*What needs to be done*. Each line below that includes the word "show" is to be reported.

START Supplied material

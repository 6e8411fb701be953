use std::sync::atomic::{AtomicUsize, Ordering};
use yew::prelude::*;

static MODAL_IDS: AtomicUsize = AtomicUsize::new(0);

#[derive(Properties, PartialEq, Clone)]
pub struct Props {
    pub open: bool,
    pub title: AttrValue,
    pub on_close: Callback<()>,
    #[prop_or_default]
    pub description: Option<AttrValue>,
    #[prop_or_default]
    pub close_label: Option<AttrValue>,
    #[prop_or_default]
    pub children: Children,
}

#[function_component(Modal)]
pub fn modal(props: &Props) -> Html {
    let modal_id = use_state(|| MODAL_IDS.fetch_add(1, Ordering::Relaxed));
    let container_ref = use_node_ref();

    {
        let container_ref = container_ref.clone();
        use_effect_with(props.open, move |is_open| {
            if *is_open && let Some(el) = container_ref.cast::<web_sys::HtmlElement>() {
                let _ = el.focus();
            }
            || {}
        });
    }

    if !props.open {
        return Html::default();
    }

    let title_id = format!("modal-title-{}", *modal_id);
    let desc_id = props
        .description
        .as_ref()
        .map(|_| format!("modal-desc-{}", *modal_id));

    let on_close = {
        let cb = props.on_close.clone();
        Callback::from(move |_| cb.emit(()))
    };
    let on_keydown = {
        let cb = props.on_close.clone();
        Callback::from(move |e: KeyboardEvent| {
            if e.key() == "Escape" {
                e.prevent_default();
                cb.emit(());
            }
        })
    };
    let close_label = props
        .close_label
        .clone()
        .unwrap_or_else(|| AttrValue::from("Close"));

    html! {
        <>
            <div class="modal-backdrop fade show" onclick={on_close.clone()}></div>
            <div
                class="modal fade show d-block"
                role="dialog"
                aria-modal="true"
                aria-labelledby={title_id.clone()}
                aria-describedby={desc_id.clone().unwrap_or_default()}
                tabindex="-1"
                onkeydown={on_keydown}
                ref={container_ref}
            >
                <div class="modal-dialog modal-dialog-centered modal-dialog-scrollable">
                    <div class="modal-content">
                        <div class="modal-header">
                            <h5 id={title_id} class="modal-title">{ props.title.clone() }</h5>
                            <button type="button" class="btn-close" aria-label={close_label} onclick={on_close}></button>
                        </div>
                        { desc_id.map(|id| html! {
                            <p id={id} class="modal-description px-3 pt-2 text-muted">
                                { props.description.clone().unwrap_or_default() }
                            </p>
                        }).unwrap_or_default() }
                        <div class="modal-body">
                            { for props.children.iter() }
                        </div>
                    </div>
                </div>
            </div>
        </>
    }
}
use crate::i18n;
use kalyzo_storefront::{PriceBlock, format_price};
use std::collections::BTreeMap;
use yew::prelude::*;

#[derive(Properties, PartialEq, Clone)]
pub struct Props {
    pub block: PriceBlock,
}

#[function_component(PriceTag)]
pub fn price_tag(props: &Props) -> Html {
    match props.block {
        PriceBlock::Single { price } => html! {
            <div class="price-block">
                <span class="price-current fs-3 fw-bold">{ format_price(price) }</span>
            </div>
        },
        PriceBlock::BeforeNow {
            before,
            now,
            percent,
        } => {
            let badge = percent.map(|percent| {
                let percent = percent.to_string();
                let mut vars = BTreeMap::new();
                vars.insert("percent", percent.as_str());
                i18n::tr("product.discount", Some(&vars))
            });
            html! {
                <div class="price-block price-block--discount">
                    <div class="price-before text-muted">
                        <small>{ i18n::t("product.before") }{": "}</small>
                        <del>{ format_price(before) }</del>
                    </div>
                    <div class="price-now">
                        <small>{ i18n::t("product.now") }{": "}</small>
                        <span class="price-current fs-3 fw-bold text-danger">{ format_price(now) }</span>
                        if let Some(badge) = badge {
                            <span class="badge bg-danger ms-2 discount-badge">{ badge }</span>
                        }
                    </div>
                </div>
            }
        }
    }
}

END Supplied material

*Solution for this task*.
            <div class="modal-backdrop fade show" onclick={on_close.clone()}></div>
                class="modal fade show d-block"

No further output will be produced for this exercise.